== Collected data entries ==
################

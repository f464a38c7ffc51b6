//! Error classification shared by every error type in combat-core.
//!
//! Each concrete error (`CombatError`, `ConstructionError`, `EffectError`)
//! lives next to the operation it guards and implements [`GameError`], so a
//! presentation layer can decide how to react without matching every variant.

use core::fmt;

/// How a caller should treat an error.
#[derive(Clone, Copy, Debug, PartialEq, Eq, Hash)]
#[cfg_attr(feature = "serde", derive(serde::Serialize, serde::Deserialize))]
pub enum ErrorSeverity {
    /// The command does not fit the current situation; another one may.
    ///
    /// Wrong phase, not enough energy, nothing to target.
    Recoverable,

    /// The command carried a bad argument, such as an out-of-range hand or
    /// target index.
    Validation,

    /// Engine contract broken by the caller. Indicates a bug.
    Internal,

    /// Content is unusable and no session can be built from it.
    Fatal,
}

impl ErrorSeverity {
    pub const fn as_str(&self) -> &'static str {
        match self {
            Self::Recoverable => "recoverable",
            Self::Validation => "validation",
            Self::Internal => "internal",
            Self::Fatal => "fatal",
        }
    }

    /// Rejected commands: the session is untouched and play continues.
    pub const fn is_rejection(&self) -> bool {
        matches!(self, Self::Recoverable | Self::Validation)
    }

    pub const fn is_recoverable(&self) -> bool {
        matches!(self, Self::Recoverable)
    }

    /// Returns true for bugs and broken content.
    pub const fn is_internal(&self) -> bool {
        matches!(self, Self::Internal | Self::Fatal)
    }
}

impl fmt::Display for ErrorSeverity {
    fn fmt(&self, f: &mut fmt::Formatter<'_>) -> fmt::Result {
        f.write_str(self.as_str())
    }
}

/// Severity and a stable code for logs and tests.
pub trait GameError: fmt::Display + fmt::Debug {
    fn severity(&self) -> ErrorSeverity;

    /// Stable identifier such as `COMBAT_WRONG_PHASE`. Falls back to the type
    /// name for errors that do not override it.
    fn error_code(&self) -> &'static str {
        core::any::type_name::<Self>()
    }
}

################

== Required action ==
The answer should consist of every line above in which "ErrorSeverity" appears.

== Task result ==
pub enum ErrorSeverity {
impl ErrorSeverity {
impl fmt::Display for ErrorSeverity {
    fn severity(&self) -> ErrorSeverity;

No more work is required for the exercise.